Material for the task
----
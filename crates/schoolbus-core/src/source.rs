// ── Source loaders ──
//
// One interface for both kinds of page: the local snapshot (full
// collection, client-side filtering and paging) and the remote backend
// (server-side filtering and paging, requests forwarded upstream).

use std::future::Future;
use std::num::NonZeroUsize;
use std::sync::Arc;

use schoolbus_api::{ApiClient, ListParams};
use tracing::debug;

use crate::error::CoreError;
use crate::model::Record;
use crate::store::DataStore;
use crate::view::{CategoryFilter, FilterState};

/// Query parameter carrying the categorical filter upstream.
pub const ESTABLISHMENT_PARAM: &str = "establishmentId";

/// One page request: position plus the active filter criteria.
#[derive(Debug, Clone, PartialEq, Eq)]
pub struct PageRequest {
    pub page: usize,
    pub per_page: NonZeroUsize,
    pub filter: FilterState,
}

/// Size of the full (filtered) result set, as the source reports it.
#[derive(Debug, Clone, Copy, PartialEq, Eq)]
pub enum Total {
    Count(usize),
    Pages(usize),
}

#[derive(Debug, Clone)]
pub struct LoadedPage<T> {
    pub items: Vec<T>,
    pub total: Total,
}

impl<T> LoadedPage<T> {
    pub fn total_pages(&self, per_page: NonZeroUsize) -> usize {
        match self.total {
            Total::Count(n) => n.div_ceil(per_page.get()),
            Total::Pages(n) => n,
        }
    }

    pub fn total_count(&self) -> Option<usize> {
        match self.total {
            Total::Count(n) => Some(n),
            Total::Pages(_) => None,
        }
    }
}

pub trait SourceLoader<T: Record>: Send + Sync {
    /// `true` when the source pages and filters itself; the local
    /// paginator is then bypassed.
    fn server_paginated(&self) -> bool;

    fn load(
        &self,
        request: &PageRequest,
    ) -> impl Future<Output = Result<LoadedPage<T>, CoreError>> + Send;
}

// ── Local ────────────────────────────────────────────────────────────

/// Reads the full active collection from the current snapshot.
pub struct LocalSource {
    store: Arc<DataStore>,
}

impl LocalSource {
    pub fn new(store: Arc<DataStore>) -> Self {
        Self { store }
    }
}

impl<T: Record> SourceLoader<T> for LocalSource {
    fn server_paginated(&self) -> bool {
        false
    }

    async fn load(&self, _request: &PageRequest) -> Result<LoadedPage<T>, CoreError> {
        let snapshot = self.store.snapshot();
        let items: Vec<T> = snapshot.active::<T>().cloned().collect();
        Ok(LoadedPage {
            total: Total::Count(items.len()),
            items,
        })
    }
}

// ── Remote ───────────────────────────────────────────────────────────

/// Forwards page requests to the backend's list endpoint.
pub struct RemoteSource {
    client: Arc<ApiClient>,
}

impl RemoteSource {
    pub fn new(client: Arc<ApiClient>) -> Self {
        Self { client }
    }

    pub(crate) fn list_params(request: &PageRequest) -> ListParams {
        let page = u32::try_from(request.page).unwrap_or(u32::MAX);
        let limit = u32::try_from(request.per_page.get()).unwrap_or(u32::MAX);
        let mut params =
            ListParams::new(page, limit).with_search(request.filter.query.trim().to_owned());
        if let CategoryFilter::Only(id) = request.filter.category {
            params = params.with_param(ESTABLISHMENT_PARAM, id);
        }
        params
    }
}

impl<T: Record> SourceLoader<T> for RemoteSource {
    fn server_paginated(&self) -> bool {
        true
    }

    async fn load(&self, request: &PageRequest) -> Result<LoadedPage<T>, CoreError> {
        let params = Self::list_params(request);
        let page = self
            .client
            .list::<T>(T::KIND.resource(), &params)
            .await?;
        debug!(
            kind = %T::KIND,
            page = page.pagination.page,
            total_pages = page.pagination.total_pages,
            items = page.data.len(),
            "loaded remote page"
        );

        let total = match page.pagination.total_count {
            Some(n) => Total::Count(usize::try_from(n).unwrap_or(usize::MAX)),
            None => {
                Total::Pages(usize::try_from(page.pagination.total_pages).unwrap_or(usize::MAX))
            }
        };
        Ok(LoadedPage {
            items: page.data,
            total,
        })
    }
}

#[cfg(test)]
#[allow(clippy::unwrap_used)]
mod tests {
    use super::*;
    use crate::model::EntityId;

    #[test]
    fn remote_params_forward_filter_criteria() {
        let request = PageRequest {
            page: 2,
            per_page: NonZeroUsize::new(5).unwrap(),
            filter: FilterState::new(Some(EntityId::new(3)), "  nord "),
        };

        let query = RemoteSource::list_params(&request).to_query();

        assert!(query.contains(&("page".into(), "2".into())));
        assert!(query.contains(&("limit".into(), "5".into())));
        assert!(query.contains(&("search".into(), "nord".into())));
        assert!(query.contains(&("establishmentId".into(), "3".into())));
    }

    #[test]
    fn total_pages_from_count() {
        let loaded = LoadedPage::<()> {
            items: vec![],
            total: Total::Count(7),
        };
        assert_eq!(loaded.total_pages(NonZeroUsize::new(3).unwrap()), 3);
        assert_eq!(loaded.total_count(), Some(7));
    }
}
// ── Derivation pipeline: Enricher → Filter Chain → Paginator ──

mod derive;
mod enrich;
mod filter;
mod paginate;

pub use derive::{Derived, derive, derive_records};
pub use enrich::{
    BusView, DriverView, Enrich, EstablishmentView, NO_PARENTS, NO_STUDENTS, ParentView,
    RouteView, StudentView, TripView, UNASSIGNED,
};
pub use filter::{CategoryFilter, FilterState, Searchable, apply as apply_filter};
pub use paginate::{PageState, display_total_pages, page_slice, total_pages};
----
Exercise prompt
From the entries above, write out only the lines starting at the line that holds "use std::num::NonZeroUsize;" and ending at the line that holds "pub struct LocalSource", keeping both and matching them exactly.

Task result
use std::num::NonZeroUsize;
use std::sync::Arc;

use schoolbus_api::{ApiClient, ListParams};
use tracing::debug;

use crate::error::CoreError;
use crate::model::Record;
use crate::store::DataStore;
use crate::view::{CategoryFilter, FilterState};

/// Query parameter carrying the categorical filter upstream.
pub const ESTABLISHMENT_PARAM: &str = "establishmentId";

/// One page request: position plus the active filter criteria.
#[derive(Debug, Clone, PartialEq, Eq)]
pub struct PageRequest {
    pub page: usize,
    pub per_page: NonZeroUsize,
    pub filter: FilterState,
}

/// Size of the full (filtered) result set, as the source reports it.
#[derive(Debug, Clone, Copy, PartialEq, Eq)]
pub enum Total {
    Count(usize),
    Pages(usize),
}

#[derive(Debug, Clone)]
pub struct LoadedPage<T> {
    pub items: Vec<T>,
    pub total: Total,
}

impl<T> LoadedPage<T> {
    pub fn total_pages(&self, per_page: NonZeroUsize) -> usize {
        match self.total {
            Total::Count(n) => n.div_ceil(per_page.get()),
            Total::Pages(n) => n,
        }
    }

    pub fn total_count(&self) -> Option<usize> {
        match self.total {
            Total::Count(n) => Some(n),
            Total::Pages(_) => None,
        }
    }
}

pub trait SourceLoader<T: Record>: Send + Sync {
    /// `true` when the source pages and filters itself; the local
    /// paginator is then bypassed.
    fn server_paginated(&self) -> bool;

    fn load(
        &self,
        request: &PageRequest,
    ) -> impl Future<Output = Result<LoadedPage<T>, CoreError>> + Send;
}

// ── Local ────────────────────────────────────────────────────────────

/// Reads the full active collection from the current snapshot.
pub struct LocalSource {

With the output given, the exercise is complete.